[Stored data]
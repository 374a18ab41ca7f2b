// The client-side Dioxus application logic.

use dioxus::prelude::*;
use strum::IntoEnumIterator;

mod app_state;
mod app_state_mut;
pub mod compat;
mod components;
pub mod copy;
pub mod feedback;
pub mod hooks;
pub mod pages;
pub mod renderer;
mod screens;
pub mod wallet;

use api::market_data::MarketSource;
use api::prefs::site_prefs::SiteConfig;
use app_state::AppState;
use app_state_mut::AppStateMut;
use components::anchor_link::AnchorLink;
use components::notice_bar::NoticeBar;
use components::pico::Button;
use components::pico::ButtonType;
use components::pico::Container;
use components::wallet_button::WalletButton;
use feedback::Transient;
use hooks::use_wallet::use_wallet;
use pages::PageId;
use renderer::PageRenderer;
use screens::page::PageView;
use wallet::session::WalletSession;

/// The desktop navigation tabs component.
#[component]
fn Tabs() -> Element {
    let state = use_context::<AppStateMut>();
    let fade_delay = use_context::<AppState>().config.fade_delay;
    let nav = state.renderer.read().nav();

    rsx! {
        nav {
            class: "tab-menu",
            ul {
                for page in PageId::iter() {
                    li {
                        a {
                            href: "#",
                            "data-page": page.id(),
                            class: if nav.is_active(page) { "active-tab" } else { "" },
                            "aria-current": if nav.is_active(page) { "page" } else { "false" },
                            onclick: move |event| {
                                event.prevent_default();
                                renderer::navigate(state.renderer, page.id(), fade_delay);
                            },
                            "{page.name()}"
                        }
                    }
                }
            }
        }
    }
}

/// The mobile slide-out menu component.
#[component]
fn HamburgerMenu() -> Element {
    let state = use_context::<AppStateMut>();
    let fade_delay = use_context::<AppState>().config.fade_delay;
    let mut is_open = state.menu_open;
    let nav = state.renderer.read().nav();

    rsx! {
        div {
            class: "hamburger-menu-container",
            Button {
                button_type: ButtonType::Secondary,
                outline: true,
                on_click: move |_| is_open.toggle(),
                "≡"
            }
            if is_open() {
                div {
                    class: "menu-backdrop",
                    onclick: move |_| is_open.set(false),
                }
                article {
                    class: "custom-dropdown-menu",
                    for page in PageId::iter() {
                        a {
                            class: if nav.is_active(page) { "custom-dropdown-item active-tab" } else { "custom-dropdown-item" },
                            href: "#",
                            "data-page": page.id(),
                            onclick: move |event| {
                                event.prevent_default();
                                renderer::navigate(state.renderer, page.id(), fade_delay);
                                is_open.set(false);
                            },
                            "{page.name()}"
                        }
                    }
                    hr {}
                    AnchorLink {
                        target: "about",
                        class: "custom-dropdown-item",
                        "About"
                    }
                    AnchorLink {
                        target: "contract",
                        class: "custom-dropdown-item",
                        "Contract"
                    }
                }
            }
        }
    }
}

//=============================================================================
// MAIN APPLICATION COMPONENT (Client-side)
//=============================================================================

#[allow(non_snake_case)]
pub fn App() -> Element {
    let responsive_css = r#"
    /* --- RESET --- */
    * { box-sizing: border-box; }

    html, body {
        margin: 0;
        padding: 0;
        scroll-behavior: smooth;
    }

    /* --- HEADER --- */
    .site-header {
        position: sticky;
        top: 0;
        z-index: 100;
        background-color: var(--pico-background-color);
        border-bottom: 1px solid var(--pico-muted-border-color);
        padding: 0 1rem;
    }
    .brand { font-weight: 800; font-size: 1.25rem; margin: 0; }

    .tab-menu a.active-tab {
        color: var(--pico-primary) !important;
        border-bottom: 3px solid var(--pico-primary);
    }
    .tab-menu a:not(.active-tab) {
        color: var(--pico-muted-color);
        border-bottom: 3px solid transparent;
    }

    /* --- WALLET BUTTONS --- */
    .wallet-btn { margin: 0; white-space: nowrap; }
    .wallet-btn.connected {
        background-color: var(--pico-ins-color);
        border-color: var(--pico-ins-color);
        font-family: var(--pico-font-family-monospace);
    }
    .hero-wallet-btn { margin-top: 1rem; font-size: 1.15rem; }

    /* --- CONTENT --- */
    .content { transition: opacity 150ms ease; }
    .content.fading { opacity: 0; }
    .hero { padding: 4rem 0 2rem 0; text-align: center; }
    .eyebrow { text-transform: uppercase; letter-spacing: 0.1em; color: var(--pico-primary); }
    .tagline { max-width: 40rem; margin: 0 auto; color: var(--pico-muted-color); }
    .page-section { padding: 2rem 0; }
    .feature-icon { font-size: 2rem; }

    /* --- CONTRACT --- */
    .contract-panel { display: flex; gap: 0.5rem; align-items: center; flex-wrap: wrap; }
    .contract-address { word-break: break-all; }
    .copy-btn { margin: 0; min-width: 6rem; }

    /* --- MARKETS --- */
    .assets-grid { display: grid; gap: 1rem; grid-template-columns: repeat(auto-fill, minmax(16rem, 1fr)); }
    .asset-card { cursor: pointer; margin: 0; }
    .asset-header { display: flex; gap: 0.75rem; align-items: center; }
    .asset-icon { font-size: 2rem; width: 2.5rem; text-align: center; }
    .asset-symbol { margin-left: 0.5rem; color: var(--pico-muted-color); font-size: 0.85em; }
    .asset-stats { display: flex; justify-content: space-between; margin-top: 1rem; }
    .stat-label { font-size: 0.8em; color: var(--pico-muted-color); }

    /* --- NOTICES --- */
    .notice { position: fixed; bottom: 1rem; left: 50%; transform: translateX(-50%); z-index: 200;
              max-width: 32rem; padding: 0.75rem 1rem; border-radius: var(--pico-border-radius); }
    .notice-info { background-color: var(--pico-card-background-color); border: 1px solid var(--pico-primary); }
    .notice-error { background-color: var(--pico-del-color); color: white; }

    /* --- MOBILE MENU --- */
    .hamburger-menu-container { display: none; position: relative; }
    .menu-backdrop { position: fixed; inset: 0; z-index: 150; }
    .custom-dropdown-menu { position: absolute; right: 0; z-index: 160; min-width: 12rem; }
    .custom-dropdown-item { display: block; padding: 0.5rem 1rem; }
    .custom-dropdown-item.active-tab {
        color: var(--pico-primary);
        font-weight: bold;
        border-left: 4px solid var(--pico-primary);
        padding-left: calc(1rem - 4px);
    }
    @media (max-width: 768px) {
        .tab-menu, .header-anchors { display: none; }
        .hamburger-menu-container { display: block; }
    }
"#;

    rsx! {
        document::Meta {
            name: "viewport",
            content: "width=device-width, initial-scale=1.0",
        }
        document::Title { "Meme Credit Union" }
        document::Stylesheet {
            href: "https://cdn.jsdelivr.net/npm/@picocss/pico@2/css/pico.cyan.min.css",
        }
        style {
            "{responsive_css}"
        }
        LoadedApp {
            app_state: AppState::new(SiteConfig::default()),
        }
    }
}

/// This component owns all site state and lays out the page.
#[component]
fn LoadedApp(app_state: AppState) -> Element {
    // Provide the stable, non-reactive AppState.
    use_context_provider(|| app_state.clone());
    let config = app_state.config;

    // Create signals for mutable state at the top level of the component.
    let wallet_signal = use_signal(WalletSession::default);
    let renderer_signal = use_signal(|| {
        let mut renderer = PageRenderer::default();
        renderer.render_now(PageId::default().id());
        renderer
    });
    let market_signal = use_signal(|| None);
    let notice_signal = use_signal(|| Transient::new(None));
    let menu_signal = use_signal(|| false);

    // Provide the mutable state by passing the already created signals.
    use_context_provider(|| AppStateMut {
        wallet: wallet_signal,
        renderer: renderer_signal,
        market: market_signal,
        notice: notice_signal,
        menu_open: menu_signal,
    });
    let mut app_state_mut = use_context::<AppStateMut>();

    // Adopt a wallet that already authorized this site, once, on startup.
    let wallet = use_wallet();
    use_effect(move || wallet.check_existing());

    let market_resource = use_resource(move || async move { api::market_assets(&config).await });

    use_coroutine(move |_rx: UnboundedReceiver<()>| {
        let mut res = market_resource;
        async move {
            loop {
                compat::sleep(config.market_refresh).await;
                res.restart();
            }
        }
    });

    use_effect(move || {
        if let Some(snapshot) = market_resource.read().as_ref() {
            if let MarketSource::Fallback { reason } = &snapshot.source {
                dioxus_logger::tracing::warn!("using fallback market data: {}", reason);
            }
            // This check prevents needless re-renders when a refresh returns the same data.
            if app_state_mut.market.peek().as_ref() != Some(snapshot) {
                app_state_mut.market.set(Some(snapshot.clone()));
            }
        }
    });

    let renderer = app_state_mut.renderer.read().clone();
    let content_class = if renderer.is_fading() {
        "content fading"
    } else {
        "content"
    };

    rsx! {
        header {
            class: "site-header",
            nav {
                ul {
                    li {
                        p { class: "brand", "Meme Credit Union" }
                    }
                }
                ul {
                    li {
                        Tabs {}
                    }
                }
                ul {
                    class: "header-anchors",
                    li {
                        AnchorLink { target: "about", "About" }
                    }
                    li {
                        AnchorLink { target: "contract", "Contract" }
                    }
                }
                ul {
                    li {
                        WalletButton {}
                    }
                    li {
                        HamburgerMenu {}
                    }
                }
            }
        }
        Container {
            div {
                class: "{content_class}",
                PageView {
                    key: "{renderer.visible().id()}",
                    page: renderer.visible(),
                }
            }
        }
        footer {
            class: "container",
            small { "Meme Credit Union is a meme. Nothing here is financial advice." }
        }
        NoticeBar {}
    }
}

— TASK OBJECTIVE —
Would you copy each line of the records that contains "async"?

— EXPECTED OUTPUT —
    let market_resource = use_resource(move || async move { api::market_assets(&config).await });
        async move {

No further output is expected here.